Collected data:

══════════

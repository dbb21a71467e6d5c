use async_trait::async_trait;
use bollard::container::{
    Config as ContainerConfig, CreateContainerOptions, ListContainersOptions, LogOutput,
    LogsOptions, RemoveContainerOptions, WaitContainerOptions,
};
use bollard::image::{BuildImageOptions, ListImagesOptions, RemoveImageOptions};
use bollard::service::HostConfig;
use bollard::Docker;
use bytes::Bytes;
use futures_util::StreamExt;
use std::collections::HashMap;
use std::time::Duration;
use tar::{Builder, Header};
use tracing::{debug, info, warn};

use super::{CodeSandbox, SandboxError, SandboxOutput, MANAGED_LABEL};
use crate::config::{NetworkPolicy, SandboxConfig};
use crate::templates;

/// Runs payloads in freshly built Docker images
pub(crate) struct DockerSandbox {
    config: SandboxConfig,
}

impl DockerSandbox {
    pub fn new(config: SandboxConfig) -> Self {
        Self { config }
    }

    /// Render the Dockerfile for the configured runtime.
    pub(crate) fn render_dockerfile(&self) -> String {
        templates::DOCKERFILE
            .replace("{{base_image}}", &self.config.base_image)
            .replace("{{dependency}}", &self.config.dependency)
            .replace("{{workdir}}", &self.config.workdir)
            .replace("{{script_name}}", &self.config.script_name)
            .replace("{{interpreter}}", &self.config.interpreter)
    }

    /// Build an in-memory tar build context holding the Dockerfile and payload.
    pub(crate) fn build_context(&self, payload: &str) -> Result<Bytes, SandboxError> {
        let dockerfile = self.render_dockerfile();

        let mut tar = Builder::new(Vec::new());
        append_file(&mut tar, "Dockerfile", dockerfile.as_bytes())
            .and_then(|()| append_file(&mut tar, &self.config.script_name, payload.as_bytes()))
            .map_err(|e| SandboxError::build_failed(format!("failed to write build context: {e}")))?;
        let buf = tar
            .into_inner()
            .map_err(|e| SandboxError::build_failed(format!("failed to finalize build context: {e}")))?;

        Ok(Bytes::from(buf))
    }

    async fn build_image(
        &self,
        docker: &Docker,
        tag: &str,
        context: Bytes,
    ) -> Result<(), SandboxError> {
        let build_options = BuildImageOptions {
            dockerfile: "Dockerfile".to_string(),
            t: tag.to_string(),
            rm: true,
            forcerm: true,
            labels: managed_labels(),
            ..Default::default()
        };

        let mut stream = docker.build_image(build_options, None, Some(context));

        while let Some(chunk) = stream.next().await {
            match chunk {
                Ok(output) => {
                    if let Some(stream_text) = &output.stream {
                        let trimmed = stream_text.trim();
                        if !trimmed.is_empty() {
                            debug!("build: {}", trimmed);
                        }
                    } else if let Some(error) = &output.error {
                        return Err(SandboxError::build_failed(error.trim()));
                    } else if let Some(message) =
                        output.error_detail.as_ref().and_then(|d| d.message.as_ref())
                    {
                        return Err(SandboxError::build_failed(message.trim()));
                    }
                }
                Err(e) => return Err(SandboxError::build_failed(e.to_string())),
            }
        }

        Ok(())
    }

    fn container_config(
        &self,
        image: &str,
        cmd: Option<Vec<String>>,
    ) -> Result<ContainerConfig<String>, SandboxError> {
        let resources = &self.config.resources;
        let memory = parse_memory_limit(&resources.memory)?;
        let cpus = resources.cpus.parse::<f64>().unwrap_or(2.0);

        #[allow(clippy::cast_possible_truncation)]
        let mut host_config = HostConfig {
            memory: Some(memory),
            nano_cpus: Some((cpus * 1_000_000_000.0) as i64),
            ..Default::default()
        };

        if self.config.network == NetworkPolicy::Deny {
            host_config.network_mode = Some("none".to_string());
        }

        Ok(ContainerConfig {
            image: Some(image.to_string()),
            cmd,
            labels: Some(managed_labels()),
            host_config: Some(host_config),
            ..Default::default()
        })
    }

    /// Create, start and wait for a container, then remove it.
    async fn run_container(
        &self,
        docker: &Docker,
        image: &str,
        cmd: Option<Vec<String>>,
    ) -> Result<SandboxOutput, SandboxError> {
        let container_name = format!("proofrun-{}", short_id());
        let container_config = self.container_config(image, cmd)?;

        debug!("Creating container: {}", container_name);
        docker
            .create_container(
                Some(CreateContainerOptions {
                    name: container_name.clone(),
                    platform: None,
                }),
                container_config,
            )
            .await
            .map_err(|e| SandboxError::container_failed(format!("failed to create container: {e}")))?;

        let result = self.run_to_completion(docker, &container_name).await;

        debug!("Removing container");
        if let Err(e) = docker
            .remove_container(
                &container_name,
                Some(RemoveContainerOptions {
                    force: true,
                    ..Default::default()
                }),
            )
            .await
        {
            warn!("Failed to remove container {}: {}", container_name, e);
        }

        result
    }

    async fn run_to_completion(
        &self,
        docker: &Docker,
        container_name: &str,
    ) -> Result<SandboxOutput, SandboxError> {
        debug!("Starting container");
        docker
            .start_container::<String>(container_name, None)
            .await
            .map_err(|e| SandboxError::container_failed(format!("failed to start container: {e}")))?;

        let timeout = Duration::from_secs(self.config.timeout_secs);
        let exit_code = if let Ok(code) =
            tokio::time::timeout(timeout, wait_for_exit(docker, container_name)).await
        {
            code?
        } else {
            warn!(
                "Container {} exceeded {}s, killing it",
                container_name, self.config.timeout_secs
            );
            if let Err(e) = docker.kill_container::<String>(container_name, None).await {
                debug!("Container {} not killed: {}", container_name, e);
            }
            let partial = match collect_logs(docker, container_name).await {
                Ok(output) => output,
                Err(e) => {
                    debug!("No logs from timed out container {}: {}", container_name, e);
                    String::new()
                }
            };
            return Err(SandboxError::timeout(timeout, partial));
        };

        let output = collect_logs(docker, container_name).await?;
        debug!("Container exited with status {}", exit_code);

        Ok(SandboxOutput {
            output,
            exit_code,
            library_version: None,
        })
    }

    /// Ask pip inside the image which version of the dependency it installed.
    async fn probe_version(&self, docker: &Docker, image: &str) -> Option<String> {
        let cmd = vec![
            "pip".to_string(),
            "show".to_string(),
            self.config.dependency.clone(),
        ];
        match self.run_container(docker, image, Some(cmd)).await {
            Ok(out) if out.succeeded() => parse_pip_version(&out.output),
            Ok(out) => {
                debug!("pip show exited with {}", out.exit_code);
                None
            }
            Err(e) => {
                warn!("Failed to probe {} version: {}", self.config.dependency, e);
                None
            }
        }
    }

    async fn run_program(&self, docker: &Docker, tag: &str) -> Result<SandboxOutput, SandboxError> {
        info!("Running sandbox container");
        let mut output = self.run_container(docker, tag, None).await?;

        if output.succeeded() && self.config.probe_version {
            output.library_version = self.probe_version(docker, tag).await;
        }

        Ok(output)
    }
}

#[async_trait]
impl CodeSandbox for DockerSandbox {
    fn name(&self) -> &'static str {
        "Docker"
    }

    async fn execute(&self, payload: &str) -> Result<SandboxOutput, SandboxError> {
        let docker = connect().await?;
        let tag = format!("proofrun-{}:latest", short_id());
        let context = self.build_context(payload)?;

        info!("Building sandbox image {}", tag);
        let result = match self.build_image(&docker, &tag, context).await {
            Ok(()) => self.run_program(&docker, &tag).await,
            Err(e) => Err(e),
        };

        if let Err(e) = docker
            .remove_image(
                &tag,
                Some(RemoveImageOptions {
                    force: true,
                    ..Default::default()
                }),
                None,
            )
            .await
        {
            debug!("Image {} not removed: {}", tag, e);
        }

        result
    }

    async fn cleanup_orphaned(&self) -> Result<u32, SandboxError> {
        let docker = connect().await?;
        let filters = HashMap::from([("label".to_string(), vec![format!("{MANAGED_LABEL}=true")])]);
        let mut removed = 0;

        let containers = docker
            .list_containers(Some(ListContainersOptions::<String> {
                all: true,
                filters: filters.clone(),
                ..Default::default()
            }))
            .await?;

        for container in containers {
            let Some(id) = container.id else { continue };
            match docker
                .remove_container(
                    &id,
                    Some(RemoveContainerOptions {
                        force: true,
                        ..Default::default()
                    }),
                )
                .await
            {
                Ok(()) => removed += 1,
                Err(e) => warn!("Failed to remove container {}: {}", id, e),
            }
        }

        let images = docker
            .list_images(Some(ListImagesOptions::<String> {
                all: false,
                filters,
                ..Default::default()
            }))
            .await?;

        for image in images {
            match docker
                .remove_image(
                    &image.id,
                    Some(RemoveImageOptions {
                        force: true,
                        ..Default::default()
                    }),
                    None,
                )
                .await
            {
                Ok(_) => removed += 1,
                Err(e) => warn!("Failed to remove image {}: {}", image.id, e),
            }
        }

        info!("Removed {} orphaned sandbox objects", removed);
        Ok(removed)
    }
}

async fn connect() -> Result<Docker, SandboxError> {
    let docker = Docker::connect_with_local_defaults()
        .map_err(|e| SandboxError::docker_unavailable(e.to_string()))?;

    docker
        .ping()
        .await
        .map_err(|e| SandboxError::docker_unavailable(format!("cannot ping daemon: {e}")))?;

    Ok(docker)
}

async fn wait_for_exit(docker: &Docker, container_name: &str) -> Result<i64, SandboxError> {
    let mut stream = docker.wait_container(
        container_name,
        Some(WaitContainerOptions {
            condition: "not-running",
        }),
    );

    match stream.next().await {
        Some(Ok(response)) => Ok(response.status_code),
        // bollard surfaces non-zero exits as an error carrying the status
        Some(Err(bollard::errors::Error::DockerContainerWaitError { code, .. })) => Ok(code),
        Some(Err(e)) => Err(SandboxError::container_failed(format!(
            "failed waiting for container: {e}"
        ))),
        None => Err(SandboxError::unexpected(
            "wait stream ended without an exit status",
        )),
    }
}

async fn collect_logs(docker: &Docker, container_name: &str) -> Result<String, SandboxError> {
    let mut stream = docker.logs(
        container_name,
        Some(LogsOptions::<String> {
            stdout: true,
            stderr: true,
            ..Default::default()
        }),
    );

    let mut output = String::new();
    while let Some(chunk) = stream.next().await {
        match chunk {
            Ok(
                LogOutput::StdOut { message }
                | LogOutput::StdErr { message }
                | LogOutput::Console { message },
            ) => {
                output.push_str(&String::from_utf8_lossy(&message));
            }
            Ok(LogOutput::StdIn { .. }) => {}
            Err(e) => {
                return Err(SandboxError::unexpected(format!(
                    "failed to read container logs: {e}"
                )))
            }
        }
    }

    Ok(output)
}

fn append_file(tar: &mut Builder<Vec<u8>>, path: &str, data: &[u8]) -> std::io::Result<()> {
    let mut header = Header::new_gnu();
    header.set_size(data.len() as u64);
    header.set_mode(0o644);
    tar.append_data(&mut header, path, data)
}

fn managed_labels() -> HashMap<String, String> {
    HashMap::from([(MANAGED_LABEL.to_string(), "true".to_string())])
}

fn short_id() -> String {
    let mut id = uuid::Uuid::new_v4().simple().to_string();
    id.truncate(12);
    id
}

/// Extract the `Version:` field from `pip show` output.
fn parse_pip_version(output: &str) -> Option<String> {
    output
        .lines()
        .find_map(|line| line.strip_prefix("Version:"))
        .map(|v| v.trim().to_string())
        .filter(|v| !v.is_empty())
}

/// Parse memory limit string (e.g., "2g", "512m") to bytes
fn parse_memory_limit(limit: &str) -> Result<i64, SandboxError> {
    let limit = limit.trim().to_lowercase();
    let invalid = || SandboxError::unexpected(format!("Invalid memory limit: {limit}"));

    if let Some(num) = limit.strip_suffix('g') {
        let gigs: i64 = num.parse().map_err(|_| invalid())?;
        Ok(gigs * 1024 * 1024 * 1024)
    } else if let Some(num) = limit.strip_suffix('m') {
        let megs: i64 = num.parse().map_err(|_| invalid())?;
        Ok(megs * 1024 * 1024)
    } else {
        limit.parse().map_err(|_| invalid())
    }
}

══════════

Read the records above. Show each line that has the string "ListContainersOptions".

Exercise solution:
    Config as ContainerConfig, CreateContainerOptions, ListContainersOptions, LogOutput,
            .list_containers(Some(ListContainersOptions::<String> {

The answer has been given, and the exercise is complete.